Written out explicitly — ordering the beams as the transmitted beam \(0\), then \(g\), \(h\), \(\dots\) — this is

\[ \begin{aligned} &\begin{pmatrix} (Q_0 + i\,U'_{0,0})/P_0 & (U^C_{-g} + i\,U'_{0,g})/P_0 & (U^C_{-h} + i\,U'_{0,h})/P_0 & \cdots \\ (U^C_{g} + i\,U'_{g,0})/P_g & (Q_g + i\,U'_{g,g})/P_g & (U^C_{g-h} + i\,U'_{g,h})/P_g & \cdots \\ (U^C_{h} + i\,U'_{h,0})/P_h & (U^C_{h-g} + i\,U'_{h,g})/P_h & (Q_h + i\,U'_{h,h})/P_h & \cdots \\ \vdots & \vdots & \vdots & \ddots \end{pmatrix} \begin{pmatrix} C^{(1)}_0 & C^{(2)}_0 & C^{(3)}_0 & \cdots \\ C^{(1)}_g & C^{(2)}_g & C^{(3)}_g & \cdots \\ C^{(1)}_h & C^{(2)}_h & C^{(3)}_h & \cdots \\ \vdots & \vdots & \vdots & \ddots \end{pmatrix} \\[1.2ex] &\qquad= \begin{pmatrix} C^{(1)}_0 & C^{(2)}_0 & C^{(3)}_0 & \cdots \\ C^{(1)}_g & C^{(2)}_g & C^{(3)}_g & \cdots \\ C^{(1)}_h & C^{(2)}_h & C^{(3)}_h & \cdots \\ \vdots & \vdots & \vdots & \ddots \end{pmatrix} \begin{pmatrix} \lambda^{(1)} & 0 & 0 & \cdots \\ 0 & \lambda^{(2)} & 0 & \cdots \\ 0 & 0 & \lambda^{(3)} & \cdots \\ \vdots & \vdots & \vdots & \ddots \end{pmatrix} \end{aligned} \]

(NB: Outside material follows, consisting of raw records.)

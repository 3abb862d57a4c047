//! Storage collaborators.
//!
//! A [`Storage`] executes a [`QueryPlan`] and returns flat rows. Two
//! backends are provided:
//! - [`SqliteStore`] renders plans to parameterized SQL and runs them on a
//!   SQLite connection,
//! - [`MemoryStore`] evaluates plans over in-memory tables.
//!
//! Both also implement [`Loader`] so fixtures can be loaded into either.

mod memory;
mod sql;
mod sqlite;

pub use memory::MemoryStore;
pub use sql::{render, SqlStatement};
pub use sqlite::SqliteStore;

use apiquery_proto::Value;
use thiserror::Error;

use crate::catalog::{EntityDescriptor, FieldDef};
use crate::query::QueryPlan;

/// Storage errors.
#[derive(Debug, Error)]
pub enum StorageError {
    /// SQLite failure.
    #[error("sqlite error: {0}")]
    Sqlite(#[from] rusqlite::Error),

    /// The plan references a table that does not exist.
    #[error("unknown table: {0}")]
    UnknownTable(String),

    /// The plan references a column that does not exist.
    #[error("unknown column: {0}")]
    UnknownColumn(String),

    /// A stored value cannot be represented.
    #[error("decode error: {0}")]
    Decode(String),
}

/// One result row: output column names with values, in select order.
#[derive(Debug, Clone, PartialEq, Default)]
pub struct Row {
    columns: Vec<(String, Value)>,
}

impl Row {
    /// Create an empty row.
    pub fn new() -> Self {
        Self::default()
    }

    /// Build a row from column/value pairs.
    pub fn from_pairs<I, S, V>(pairs: I) -> Self
    where
        I: IntoIterator<Item = (S, V)>,
        S: Into<String>,
        V: Into<Value>,
    {
        Self {
            columns: pairs
                .into_iter()
                .map(|(name, value)| (name.into(), value.into()))
                .collect(),
        }
    }

    /// Append a column.
    pub fn push(&mut self, name: impl Into<String>, value: Value) {
        self.columns.push((name.into(), value));
    }

    /// Get a column value by name.
    pub fn get(&self, name: &str) -> Option<&Value> {
        self.columns
            .iter()
            .find(|(column, _)| column == name)
            .map(|(_, value)| value)
    }

    /// Iterate over columns.
    pub fn iter(&self) -> impl Iterator<Item = (&str, &Value)> {
        self.columns.iter().map(|(name, value)| (name.as_str(), value))
    }

    /// Consume into column/value pairs.
    pub fn into_pairs(self) -> Vec<(String, Value)> {
        self.columns
    }

    /// Number of columns.
    pub fn len(&self) -> usize {
        self.columns.len()
    }

    /// Check if the row has no columns.
    pub fn is_empty(&self) -> bool {
        self.columns.is_empty()
    }
}

/// Executes query plans.
pub trait Storage: Send + Sync {
    /// Run a plan and return its rows in plan order.
    fn select(&self, plan: &QueryPlan) -> Result<Vec<Row>, StorageError>;
}

impl<S: Storage + ?Sized> Storage for Box<S> {
    fn select(&self, plan: &QueryPlan) -> Result<Vec<Row>, StorageError> {
        (**self).select(plan)
    }
}

/// Table layout used when loading data.
#[derive(Debug, Clone, PartialEq, Eq)]
pub struct TableSchema {
    /// Table name.
    pub name: String,
    /// Columns.
    pub columns: Vec<FieldDef>,
    /// Primary key column.
    pub primary_key: String,
}

impl TableSchema {
    /// Table layout of an entity.
    pub fn for_entity(entity: &EntityDescriptor) -> Self {
        Self {
            name: entity.table.clone(),
            columns: entity.fields.clone(),
            primary_key: entity.primary_key.clone(),
        }
    }
}

/// Creates tables and inserts rows.
pub trait Loader {
    /// Create a table if it does not exist.
    fn create_table(&self, schema: &TableSchema) -> Result<(), StorageError>;

    /// Insert one row. Columns missing from the row are stored as NULL.
    fn insert(&self, table: &str, row: &Row) -> Result<(), StorageError>;
}

#[cfg(test)]
mod tests {
    use super::*;

    #[test]
    fn test_row_access() {
        let mut row =
            Row::from_pairs([("dhostid", Value::Int(1)), ("ip", Value::from("10.0.0.1"))]);
        row.push("port", Value::Int(22));

        assert_eq!(row.len(), 3);
        assert_eq!(row.get("ip"), Some(&Value::from("10.0.0.1")));
        assert_eq!(row.get("dns"), None);
        let names: Vec<_> = row.iter().map(|(name, _)| name).collect();
        assert_eq!(names, vec!["dhostid", "ip", "port"]);
    }
}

Diagonalising \(\mathbf{A}\) yields all Bloch wavevectors and amplitudes at once. The diffracted-beam amplitudes — and hence the intensities — then follow from the boundary conditions at the entrance and exit surfaces and from the specimen thickness. Those steps, the optical (complex) potential, the Debye–Waller factor, and the transmission coefficients \(T_{\mathbf g}\) are described in Dynamical calculation (common core).

Note: The \(V_{\mathbf g}\) values shown in the Details table of the diffraction simulator are the raw values before the relativistic correction factor is applied.